In-Hospital Kidney Injury Results in Increased Mortality After Discharge
By Nancy Fowler Larson
Medscape Medical News
December 17, 2009 — Experiencing acute kidney injury (AKI) while hospitalized increases the risk for early death after release, even if kidney function is restored, according to a study published online December 17 in the Journal of the American Society of Nephrology.
"The majority of previous studies linking AKI to mortality examined in-hospital mortality only and did not address post-discharge morbidity and mortality. Studies examining post-discharge mortality have focused primarily on critically ill patients with AKI that requires dialysis," write Jean-Philippe Lafrance, MD, and Donald R. Miller, ScD, from the Center for Health Quality, Outcomes, and Economic Research, and Edith Nourse Rogers Memorial Veterans Hospital, Bedford, Massachusetts. "Consequently, it remains unclear whether AKI that does not require dialysis is associated with a higher long-term risk for all-cause mortality."
The researchers retrospectively analyzed existing data regarding 82,711 US veterans whose AKI did not require dialysis and who survived at least 90 days after discharge. They evaluated mortality risks with multivariable Cox regression models adjusting for demographics, comorbidities, medications, admission diagnosis, number of days hospitalized, mechanical ventilation, and estimated glomerular filtration rate (residual kidney function) after leaving the hospital. Baseline creatinine values, a mean of 3.5 for each patient, had decreased to 1.1 at the time of hospital release.
The results showed a significant mortality increase among those with AKI. During follow-up (mean duration, 2.34 ± 1.43 years), 150,231 patients died (17.4%). The crude cumulative risk for death was 29.8% for the AKI group compared with just 16.1% for those who did not have AKI.

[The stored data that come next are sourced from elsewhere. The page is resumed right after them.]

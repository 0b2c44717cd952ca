//! Query access is limited to the trusted set inside the deployed instance.

#[cfg(test)]
mod tests {
    use ldf_core::{CallContext, DistributionFamily, LdfError, StateWord};
    use ldf_test_utils::*;

    fn setup() -> (TestContext, ldf_core::QueryContext) {
        let ctx = TestContext::new(DEFAULT_TICK_SPACING);
        let query = ctx.context(
            0,
            0,
            params_word(DistributionFamily::Uniform, 0, uniform_static(-50, 50)),
            StateWord::default(),
        );
        (ctx, query)
    }

    fn run_all(ctx: &TestContext, query: &ldf_core::QueryContext, call: &CallContext) -> Vec<LdfError> {
        let engine = &ctx.engine;
        vec![
            engine.query(query, call).unwrap_err(),
            engine.liquidity_density_x64(query, call).unwrap_err(),
            engine.cumulative_amount0(query, 1_000, call).unwrap_err(),
            engine.cumulative_amount1(query, 1_000, call).unwrap_err(),
            engine
                .compute_swap(query, 10, 1_000, true, true, call)
                .unwrap_err(),
        ]
    }

    #[test]
    fn test_trusted_callers_are_served() {
        let (ctx, query) = setup();
        for caller in [HUB, QUOTER, INSTANCE] {
            let call = CallContext::new(caller, INSTANCE);
            assert!(ctx.engine.query(&query, &call).is_ok());
            assert!(ctx.engine.liquidity_density_x64(&query, &call).is_ok());
        }
    }

    #[test]
    fn test_untrusted_caller_rejected_everywhere() {
        let (ctx, query) = setup();
        let call = CallContext::new(STRANGER, INSTANCE);
        for err in run_all(&ctx, &query, &call) {
            assert_eq!(err, LdfError::UntrustedCaller { caller: STRANGER });
        }
    }

    #[test]
    fn test_foreign_execution_rejected_everywhere() {
        let (ctx, query) = setup();
        // even the hub is refused when the code runs outside the instance
        let call = CallContext::new(HUB, STRANGER);
        for err in run_all(&ctx, &query, &call) {
            assert_eq!(err, LdfError::ForeignExecutionContext);
            assert!(err.is_authorization());
        }
    }

    #[test]
    fn test_owner_is_not_a_trusted_caller() {
        let (ctx, query) = setup();
        let call = CallContext::new(OWNER, INSTANCE);
        assert!(matches!(
            ctx.engine.query(&query, &call),
            Err(LdfError::UntrustedCaller { .. })
        ));
    }
}
//! Sanitize table: which family-param bytes define a shape.
//!
//! Bytes outside the kept ranges (the shift-mode byte and unused trailing
//! bytes) may change without resetting a pool's distribution state.

use serde::{Deserialize, Serialize};

use crate::constants::FAMILY_PARAMS_SIZE;
use crate::errors::{LdfError, LdfResult};
use crate::types::{DistributionFamily, FamilyParams};

/// Half-open `[start, end)` byte range of the family params
pub type ByteRange = [u8; 2];

/// Per-family list of shape-relevant byte ranges
#[derive(Debug, Clone, PartialEq, Eq, Serialize, Deserialize)]
pub struct SanitizeTable {
    pub uniform: Vec<ByteRange>,
    pub geometric_with_carpet: Vec<ByteRange>,
    pub double_geometric_with_carpet: Vec<ByteRange>,
}

impl Default for SanitizeTable {
    fn default() -> Self {
        Self {
            // tick lower/upper or offset/length
            uniform: vec![[1, 7]],
            // min tick, length, alpha, carpet weight
            geometric_with_carpet: vec![[1, 14]],
            // every byte after the shift mode is used
            double_geometric_with_carpet: vec![[1, 28]],
        }
    }
}

impl SanitizeTable {
    fn ranges(&self, family: DistributionFamily) -> &[ByteRange] {
        match family {
            DistributionFamily::Uniform => &self.uniform,
            DistributionFamily::GeometricWithCarpet => &self.geometric_with_carpet,
            DistributionFamily::DoubleGeometricWithCarpet => &self.double_geometric_with_carpet,
            DistributionFamily::None | DistributionFamily::Unrecognized(_) => &[],
        }
    }

    /// 0xff for every kept byte of the family, 0x00 elsewhere
    pub fn keep_mask(&self, family: DistributionFamily) -> FamilyParams {
        let mut mask = [0u8; FAMILY_PARAMS_SIZE];
        for [start, end] in self.ranges(family) {
            let start = (*start as usize).min(FAMILY_PARAMS_SIZE);
            let end = (*end as usize).min(FAMILY_PARAMS_SIZE);
            if start < end {
                mask[start..end].fill(0xff);
            }
        }
        mask
    }

    pub fn sanitize(&self, family: DistributionFamily, params: &FamilyParams) -> FamilyParams {
        let mask = self.keep_mask(family);
        let mut sanitized = [0u8; FAMILY_PARAMS_SIZE];
        for (out, (byte, keep)) in sanitized.iter_mut().zip(params.iter().zip(mask.iter())) {
            *out = byte & keep;
        }
        sanitized
    }

    pub fn validate(&self) -> LdfResult<()> {
        let families = [
            ("uniform", &self.uniform),
            ("geometric_with_carpet", &self.geometric_with_carpet),
            ("double_geometric_with_carpet", &self.double_geometric_with_carpet),
        ];
        for (name, ranges) in families {
            for [start, end] in ranges.iter() {
                if start >= end || *end as usize > FAMILY_PARAMS_SIZE {
                    return Err(LdfError::invalid_config(
                        &format!("sanitize.{}", name),
                        &format!("range [{}, {}) must be non-empty and within 28 bytes", start, end),
                    ));
                }
            }
        }
        Ok(())
    }
}

/// Sanitize with the default table
pub fn sanitize_family_params(family: DistributionFamily, params: &FamilyParams) -> FamilyParams {
    SanitizeTable::default().sanitize(family, params)
}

"Whereas each successive addition of covariates to the model reduced the mortality risk estimate, AKI remained associated with a 41% increased risk for all cause mortality in the fully adjusted model (adjusted [hazard ratio] 1.41; 95% confidence interval [CI] 1.39 to 1.43). A risk gradient was found among the three AKI categories (adjusted [hazard ratio] 1.39 versus 1.51 versus 1.71, for AKIN stages I, II, and III, respectively, compared with no AKI), with severity of AKI associated with increasing risk for death (P < 0.001 for trend)," the authors write. "To our knowledge, this is the first study to attempt to disentangle the direct association of AKI with mortality independent of the short-term loss of kidney function induced by AKI."
There were several limitations of the study, including that:
The existing data were not gathered for the specific purpose of this research,
The cause-of-death information was unavailable, and
The serum creatinine test information used to evaluate AKI was incomplete.
Furthermore, only 4.9% of patients studied were women.
More extensive and longer-term research is needed to use these findings in a medical setting, according to the authors.
"Prospective studies that evaluate the clinical course (including changes in kidney function after 90 [days]) and optimal treatment of patients discharged after AKI are needed to improve outcomes," the authors write.
A Veterans Affairs research grant supported this study. Dr. Lafrance is supported by a KRESCENT Fellowship, and Mr. Miller has received research grant funds from Sanofi-Aventis.
J Am Society Nephrol. Published online December 17, 2009.